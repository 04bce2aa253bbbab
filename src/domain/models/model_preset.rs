#[cfg(test)]
#[path = "model_preset_test.rs"]
mod tests;

/// Named model with the sampling defaults it ships with.
#[derive(Clone, Debug, PartialEq)]
pub struct ModelPreset {
    pub name: &'static str,
    pub model_id: &'static str,
    pub temperature: f64,
    pub top_p: f64,
    pub top_k: u32,
    pub max_tokens: u32,
}

pub const MODEL_PRESETS: [ModelPreset; 3] = [
    ModelPreset {
        name: "Claude 4 Sonnet",
        model_id: "claude-sonnet-4-20250514",
        temperature: 1.0,
        top_p: 1.0,
        top_k: 500,
        max_tokens: 32000,
    },
    ModelPreset {
        name: "Claude 3.7 Sonnet",
        model_id: "claude-3-7-sonnet-20250219",
        temperature: 1.0,
        top_p: 1.0,
        top_k: 500,
        max_tokens: 64000,
    },
    ModelPreset {
        name: "Claude 3.5 Sonnet",
        model_id: "claude-3-5-sonnet-20241022",
        temperature: 1.0,
        top_p: 1.0,
        top_k: 500,
        max_tokens: 4096,
    },
];

impl ModelPreset {
    pub fn default_preset() -> &'static ModelPreset {
        return &MODEL_PRESETS[0];
    }

    /// Finds a preset by display name or model id.
    pub fn find(name: &str) -> Option<&'static ModelPreset> {
        return MODEL_PRESETS.iter().find(|preset| {
            return preset.name.eq_ignore_ascii_case(name) || preset.model_id == name;
        });
    }

    /// Model id to send to a backend. Names that match no preset are assumed
    /// to already be a backend model id.
    pub fn resolve_model_id(name: &str) -> String {
        if name.is_empty() {
            return ModelPreset::default_preset().model_id.to_string();
        }

        return match ModelPreset::find(name) {
            Some(preset) => preset.model_id.to_string(),
            None => name.to_string(),
        };
    }
}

● ● ● ● ● ● ●

## What needs to be done
Reproduce the entries above in full and exactly.

## Output of the exercise
repository 04bce2aa253bbbab
filename src/domain/models/model_preset.rs
#[cfg(test)]
#[path = "model_preset_test.rs"]
mod tests;

/// Named model with the sampling defaults it ships with.
#[derive(Clone, Debug, PartialEq)]
pub struct ModelPreset {
    pub name: &'static str,
    pub model_id: &'static str,
    pub temperature: f64,
    pub top_p: f64,
    pub top_k: u32,
    pub max_tokens: u32,
}

pub const MODEL_PRESETS: [ModelPreset; 3] = [
    ModelPreset {
        name: "Claude 4 Sonnet",
        model_id: "claude-sonnet-4-20250514",
        temperature: 1.0,
        top_p: 1.0,
        top_k: 500,
        max_tokens: 32000,
    },
    ModelPreset {
        name: "Claude 3.7 Sonnet",
        model_id: "claude-3-7-sonnet-20250219",
        temperature: 1.0,
        top_p: 1.0,
        top_k: 500,
        max_tokens: 64000,
    },
    ModelPreset {
        name: "Claude 3.5 Sonnet",
        model_id: "claude-3-5-sonnet-20241022",
        temperature: 1.0,
        top_p: 1.0,
        top_k: 500,
        max_tokens: 4096,
    },
];

impl ModelPreset {
    pub fn default_preset() -> &'static ModelPreset {
        return &MODEL_PRESETS[0];
    }

    /// Finds a preset by display name or model id.
    pub fn find(name: &str) -> Option<&'static ModelPreset> {
        return MODEL_PRESETS.iter().find(|preset| {
            return preset.name.eq_ignore_ascii_case(name) || preset.model_id == name;
        });
    }

    /// Model id to send to a backend. Names that match no preset are assumed
    /// to already be a backend model id.
    pub fn resolve_model_id(name: &str) -> String {
        if name.is_empty() {
            return ModelPreset::default_preset().model_id.to_string();
        }

        return match ModelPreset::find(name) {
            Some(preset) => preset.model_id.to_string(),
            None => name.to_string(),
        };
    }
}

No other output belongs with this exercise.